• [What is expected]
Report every line from the material that contains the word "registered".

• [Provided data]
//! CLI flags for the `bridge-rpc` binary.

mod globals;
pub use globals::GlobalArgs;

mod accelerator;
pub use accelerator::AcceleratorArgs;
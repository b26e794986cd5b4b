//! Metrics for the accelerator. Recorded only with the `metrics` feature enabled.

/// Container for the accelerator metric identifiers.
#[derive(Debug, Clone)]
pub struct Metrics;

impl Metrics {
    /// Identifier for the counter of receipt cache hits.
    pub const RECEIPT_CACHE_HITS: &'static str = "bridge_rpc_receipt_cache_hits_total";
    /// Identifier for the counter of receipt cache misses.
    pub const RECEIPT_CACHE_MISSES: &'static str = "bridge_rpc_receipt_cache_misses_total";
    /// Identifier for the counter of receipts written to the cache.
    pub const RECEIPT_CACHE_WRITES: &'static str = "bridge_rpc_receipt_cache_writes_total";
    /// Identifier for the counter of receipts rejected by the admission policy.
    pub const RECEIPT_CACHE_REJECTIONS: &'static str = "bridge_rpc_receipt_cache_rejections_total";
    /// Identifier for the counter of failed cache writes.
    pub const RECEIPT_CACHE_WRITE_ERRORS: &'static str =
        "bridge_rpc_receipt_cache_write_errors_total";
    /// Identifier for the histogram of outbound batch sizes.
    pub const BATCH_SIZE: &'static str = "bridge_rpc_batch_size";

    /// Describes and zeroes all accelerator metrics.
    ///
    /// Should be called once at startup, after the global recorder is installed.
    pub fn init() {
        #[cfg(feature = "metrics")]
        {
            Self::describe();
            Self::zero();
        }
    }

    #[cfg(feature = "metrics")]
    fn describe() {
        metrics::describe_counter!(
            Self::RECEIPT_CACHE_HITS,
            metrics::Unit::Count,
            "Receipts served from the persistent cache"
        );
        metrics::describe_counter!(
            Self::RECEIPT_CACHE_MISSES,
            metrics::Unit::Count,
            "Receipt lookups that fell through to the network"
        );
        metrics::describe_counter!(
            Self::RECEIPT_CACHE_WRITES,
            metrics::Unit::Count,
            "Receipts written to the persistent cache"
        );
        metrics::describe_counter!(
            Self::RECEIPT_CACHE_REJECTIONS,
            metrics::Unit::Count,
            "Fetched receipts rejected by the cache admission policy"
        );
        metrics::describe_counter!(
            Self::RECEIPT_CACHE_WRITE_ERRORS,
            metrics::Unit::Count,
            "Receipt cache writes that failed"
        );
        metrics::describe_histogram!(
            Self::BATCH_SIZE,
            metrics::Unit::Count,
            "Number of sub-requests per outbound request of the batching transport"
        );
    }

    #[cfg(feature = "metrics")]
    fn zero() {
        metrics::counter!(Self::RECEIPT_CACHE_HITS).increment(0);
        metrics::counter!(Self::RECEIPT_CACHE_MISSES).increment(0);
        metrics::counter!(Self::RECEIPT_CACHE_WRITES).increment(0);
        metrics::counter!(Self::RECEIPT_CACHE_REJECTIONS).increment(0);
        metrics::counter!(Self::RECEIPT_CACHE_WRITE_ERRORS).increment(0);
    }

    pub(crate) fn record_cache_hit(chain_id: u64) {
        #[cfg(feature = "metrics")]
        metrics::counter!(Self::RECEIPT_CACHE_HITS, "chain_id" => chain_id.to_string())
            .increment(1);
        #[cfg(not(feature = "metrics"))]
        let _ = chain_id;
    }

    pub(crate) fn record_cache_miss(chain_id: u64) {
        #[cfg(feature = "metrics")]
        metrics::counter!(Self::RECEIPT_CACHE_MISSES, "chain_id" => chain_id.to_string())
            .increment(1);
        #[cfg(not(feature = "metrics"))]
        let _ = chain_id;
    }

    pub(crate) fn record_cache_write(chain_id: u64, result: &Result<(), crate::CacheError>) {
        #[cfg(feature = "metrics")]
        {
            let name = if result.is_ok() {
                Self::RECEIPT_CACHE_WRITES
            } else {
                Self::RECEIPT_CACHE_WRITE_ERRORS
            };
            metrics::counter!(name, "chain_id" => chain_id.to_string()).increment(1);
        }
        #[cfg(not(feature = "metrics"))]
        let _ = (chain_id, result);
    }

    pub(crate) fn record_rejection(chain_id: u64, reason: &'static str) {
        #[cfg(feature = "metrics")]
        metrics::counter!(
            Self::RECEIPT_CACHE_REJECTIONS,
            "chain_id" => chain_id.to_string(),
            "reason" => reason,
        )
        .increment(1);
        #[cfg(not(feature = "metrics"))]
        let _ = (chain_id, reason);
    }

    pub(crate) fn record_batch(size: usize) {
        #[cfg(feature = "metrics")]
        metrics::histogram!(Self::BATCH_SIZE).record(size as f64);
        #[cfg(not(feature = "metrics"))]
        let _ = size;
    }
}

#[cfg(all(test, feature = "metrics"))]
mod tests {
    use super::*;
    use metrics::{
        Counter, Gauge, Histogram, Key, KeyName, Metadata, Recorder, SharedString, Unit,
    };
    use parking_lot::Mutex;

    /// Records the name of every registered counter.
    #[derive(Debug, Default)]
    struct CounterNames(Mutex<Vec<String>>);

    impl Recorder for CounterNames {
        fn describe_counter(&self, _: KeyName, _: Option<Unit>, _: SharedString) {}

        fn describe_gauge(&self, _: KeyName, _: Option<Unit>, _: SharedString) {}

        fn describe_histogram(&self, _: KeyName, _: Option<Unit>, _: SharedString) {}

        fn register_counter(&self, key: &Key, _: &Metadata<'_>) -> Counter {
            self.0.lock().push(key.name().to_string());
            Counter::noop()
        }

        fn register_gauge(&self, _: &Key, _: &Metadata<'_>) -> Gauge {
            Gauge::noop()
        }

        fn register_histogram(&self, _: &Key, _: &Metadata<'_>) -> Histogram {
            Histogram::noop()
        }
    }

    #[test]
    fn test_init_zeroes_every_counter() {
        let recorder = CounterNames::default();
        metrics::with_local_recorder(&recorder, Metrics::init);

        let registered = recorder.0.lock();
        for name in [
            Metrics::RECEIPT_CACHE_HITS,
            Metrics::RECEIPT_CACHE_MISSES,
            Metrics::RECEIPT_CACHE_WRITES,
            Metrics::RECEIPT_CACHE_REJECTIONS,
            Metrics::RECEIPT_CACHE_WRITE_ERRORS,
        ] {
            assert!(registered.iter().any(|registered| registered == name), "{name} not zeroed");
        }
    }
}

• [Solution to this task]
    /// Records the name of every registered counter.
        let registered = recorder.0.lock();
            assert!(registered.iter().any(|registered| registered == name), "{name} not zeroed");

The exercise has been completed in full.